§ **What you have to do**
If a line in the records contains the string "insert", show that line.

- - - -

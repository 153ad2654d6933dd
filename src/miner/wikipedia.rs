use serde::Deserialize;

use super::{PageSource, SearchSource};
use crate::error::Result;
use crate::mediawiki::MediaWikiClient;
use crate::model::Lang;

#[derive(Debug, Deserialize)]
struct SearchResponse {
    query: Option<SearchQuery>,
}

#[derive(Debug, Deserialize)]
struct SearchQuery {
    search: Vec<SearchHit>,
}

#[derive(Debug, Deserialize)]
struct SearchHit {
    title: String,
}

#[derive(Debug, Deserialize)]
struct ExtractResponse {
    query: Option<ExtractQuery>,
}

#[derive(Debug, Deserialize)]
struct ExtractQuery {
    #[serde(default)]
    pages: Vec<ExtractPage>,
}

#[derive(Debug, Deserialize)]
struct ExtractPage {
    #[serde(default)]
    extract: Option<String>,
}

/// Wikipedia in the seed's own language, through the MediaWiki API.
#[derive(Debug, Clone)]
pub struct Wikipedia {
    client: MediaWikiClient,
}

impl Wikipedia {
    pub fn new(client: MediaWikiClient) -> Self {
        Self { client }
    }

    pub fn api_url(lang: Lang) -> String {
        format!("https://{}.wikipedia.org/w/api.php", lang.code())
    }
}

impl SearchSource for Wikipedia {
    /// Exact-phrase full-text search.
    fn search(&self, phrase: &str, lang: Lang, limit: usize) -> Result<Vec<String>> {
        let quoted = format!("\"{}\"", phrase);
        let limit = limit.to_string();
        let params = [
            ("action", "query"),
            ("list", "search"),
            ("srsearch", quoted.as_str()),
            ("srlimit", limit.as_str()),
            ("format", "json"),
        ];
        let resp: SearchResponse = self.client.query(&Self::api_url(lang), &params)?;
        Ok(resp
            .query
            .map(|q| q.search.into_iter().map(|hit| hit.title).collect())
            .unwrap_or_default())
    }
}

impl PageSource for Wikipedia {
    /// Plain-text extract, following redirects.
    fn fetch(&self, title: &str, lang: Lang) -> Result<Option<String>> {
        let params = [
            ("action", "query"),
            ("prop", "extracts"),
            ("explaintext", "1"),
            ("redirects", "1"),
            ("titles", title),
            ("format", "json"),
            ("formatversion", "2"),
        ];
        let resp: ExtractResponse = self.client.query(&Self::api_url(lang), &params)?;
        Ok(resp
            .query
            .and_then(|q| q.pages.into_iter().next())
            .and_then(|p| p.extract)
            .filter(|text| !text.trim().is_empty()))
    }
}

#[cfg(test)]
mod tests {
    use super::*;

    #[test]
    fn test_api_url() {
        assert_eq!(Wikipedia::api_url(Lang::Asturian), "https://ast.wikipedia.org/w/api.php");
        assert_eq!(Wikipedia::api_url(Lang::Greek), "https://el.wikipedia.org/w/api.php");
    }

    #[test]
    fn test_decode_search_response() {
        let body = r#"{"batchcomplete":"","query":{"searchinfo":{"totalhits":2},
            "search":[{"ns":0,"title":"Sagua","pageid":1},{"ns":0,"title":"Teklatu","pageid":2}]}}"#;
        let resp: SearchResponse = serde_json::from_str(body).unwrap();
        let titles: Vec<String> = resp.query.unwrap().search.into_iter().map(|h| h.title).collect();
        assert_eq!(titles, ["Sagua", "Teklatu"]);
    }

    #[test]
    fn test_decode_missing_page() {
        let body = r#"{"batchcomplete":true,"query":{"pages":[{"ns":0,"title":"Ez","missing":true}]}}"#;
        let resp: ExtractResponse = serde_json::from_str(body).unwrap();
        assert!(resp.query.unwrap().pages[0].extract.is_none());
    }
}
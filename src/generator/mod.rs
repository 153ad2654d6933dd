//! Rule-based generation of hypothesized borrowed forms.
//!
//! Each target language implements [`FormGenerator`]: a pure, deterministic
//! mapping from an English root to the surface forms that root could take
//! once borrowed. Every form is tagged with the [`MorphType`] of the rule
//! that produced it.

mod asturian;
mod basque;
mod greek;
mod rules;

use std::collections::HashSet;

use serde::{Deserialize, Serialize};

use crate::model::{Lang, Pos, Seed};
use crate::morph::MorphType;

pub use asturian::AsturianGenerator;
pub use basque::BasqueGenerator;
pub use greek::GreekGenerator;
pub use rules::{Affix, Auxiliary, LanguageRules, Placement, RewriteRule, RuleSetGenerator, apply_rewrites};

/// Semantic class of a root, fixed at configuration time.
#[derive(Debug, Clone, Copy, PartialEq, Eq, Hash, Serialize, Deserialize)]
#[serde(rename_all = "snake_case")]
pub enum RootKind {
    /// Denotes an action; verb forms may be generated.
    Action,
    /// Denotes an entity; noun forms only.
    Entity,
}

/// An English lexical item to be borrowed.
#[derive(Debug, Clone, PartialEq, Eq, Hash, Serialize, Deserialize)]
pub struct Root {
    pub text: String,
    pub kind: RootKind,
}

impl Root {
    pub fn new(text: impl Into<String>, kind: RootKind) -> Self {
        Self { text: text.into(), kind }
    }

    pub fn is_action(&self) -> bool {
        self.kind == RootKind::Action
    }
}

/// Capability shared by all per-language generators.
pub trait FormGenerator: Send + Sync {
    fn lang(&self) -> Lang;

    /// Candidate forms for one root. Entity roots never yield verbs.
    fn generate(&self, root: &Root) -> Vec<Seed>;

    fn generate_all(&self, roots: &[Root]) -> Vec<Seed> {
        roots.iter().flat_map(|r| self.generate(r)).collect()
    }
}

/// The built-in generators, one per target language.
pub fn registry() -> Vec<Box<dyn FormGenerator>> {
    vec![
        Box::new(AsturianGenerator),
        Box::new(BasqueGenerator),
        Box::new(GreekGenerator::default()),
    ]
}

/// Forms produced for a single root. Empty terms and repeated
/// `(term, type)` pairs are dropped.
pub(crate) struct FormSet {
    lang: Lang,
    lemma: String,
    seen: HashSet<(String, MorphType)>,
    seeds: Vec<Seed>,
}

impl FormSet {
    pub(crate) fn new(lang: Lang, root: &Root) -> Self {
        Self {
            lang,
            lemma: root.text.clone(),
            seen: HashSet::new(),
            seeds: Vec::new(),
        }
    }

    pub(crate) fn push(&mut self, term: impl Into<String>, morph: MorphType, pos: Pos) {
        let term = term.into();
        if term.trim().is_empty() {
            return;
        }
        if self.seen.insert((term.clone(), morph)) {
            self.seeds
                .push(Seed::new(term, self.lemma.as_str(), self.lang, morph, pos));
        }
    }

    pub(crate) fn into_seeds(self) -> Vec<Seed> {
        self.seeds
    }
}

pub(crate) fn is_vowel(c: char) -> bool {
    matches!(c, 'a' | 'e' | 'i' | 'o' | 'u')
}

pub(crate) fn ends_in_vowel(s: &str) -> bool {
    s.chars().last().is_some_and(is_vowel)
}

/// Verbal suffixes attach after a silent final `-e` is dropped (like -> lik-).
pub(crate) fn verb_stem(stem: &str) -> &str {
    stem.strip_suffix('e').filter(|s| !s.is_empty()).unwrap_or(stem)
}

#[cfg(test)]
mod tests {
    use super::*;
    use crate::config::default_roots;

    #[test]
    fn test_generation_is_deterministic() {
        let roots = default_roots();
        for g in registry() {
            assert_eq!(g.generate_all(&roots), g.generate_all(&roots));
        }
    }

    #[test]
    fn test_entity_roots_never_yield_verbs() {
        let roots: Vec<Root> = default_roots()
            .into_iter()
            .filter(|r| r.kind == RootKind::Entity)
            .collect();
        for g in registry() {
            for seed in g.generate_all(&roots) {
                assert_ne!(seed.pos, Pos::Verb, "{} produced verb {:?}", g.lang(), seed);
            }
        }
    }

    #[test]
    fn test_no_empty_or_repeated_forms_per_root() {
        for g in registry() {
            for root in default_roots() {
                let seeds = g.generate(&root);
                let mut seen = HashSet::new();
                for s in &seeds {
                    assert!(!s.term.is_empty());
                    assert_eq!(s.lemma, root.text);
                    assert_eq!(s.lang, g.lang());
                    assert!(seen.insert((s.term.clone(), s.seed_type.clone())));
                }
            }
        }
    }

    #[test]
    fn test_form_set_drops_empty_and_duplicates() {
        let root = Root::new("bug", RootKind::Entity);
        let mut forms = FormSet::new(Lang::Basque, &root);
        forms.push("bug", MorphType::NounRaw, Pos::Noun);
        forms.push("bug", MorphType::NounRaw, Pos::Noun);
        forms.push("bug", MorphType::NounIntegratedSg, Pos::Noun);
        forms.push("  ", MorphType::NounIntegratedPl, Pos::Noun);
        assert_eq!(forms.into_seeds().len(), 2);
    }

    #[test]
    fn test_verb_stem() {
        assert_eq!(verb_stem("like"), "lik");
        assert_eq!(verb_stem("update"), "updat");
        assert_eq!(verb_stem("click"), "click");
        assert_eq!(verb_stem("e"), "e");
    }
}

- - - -

§ **Worked solution**
        if self.seen.insert((term.clone(), morph)) {
                    assert!(seen.insert((s.term.clone(), s.seed_type.clone())));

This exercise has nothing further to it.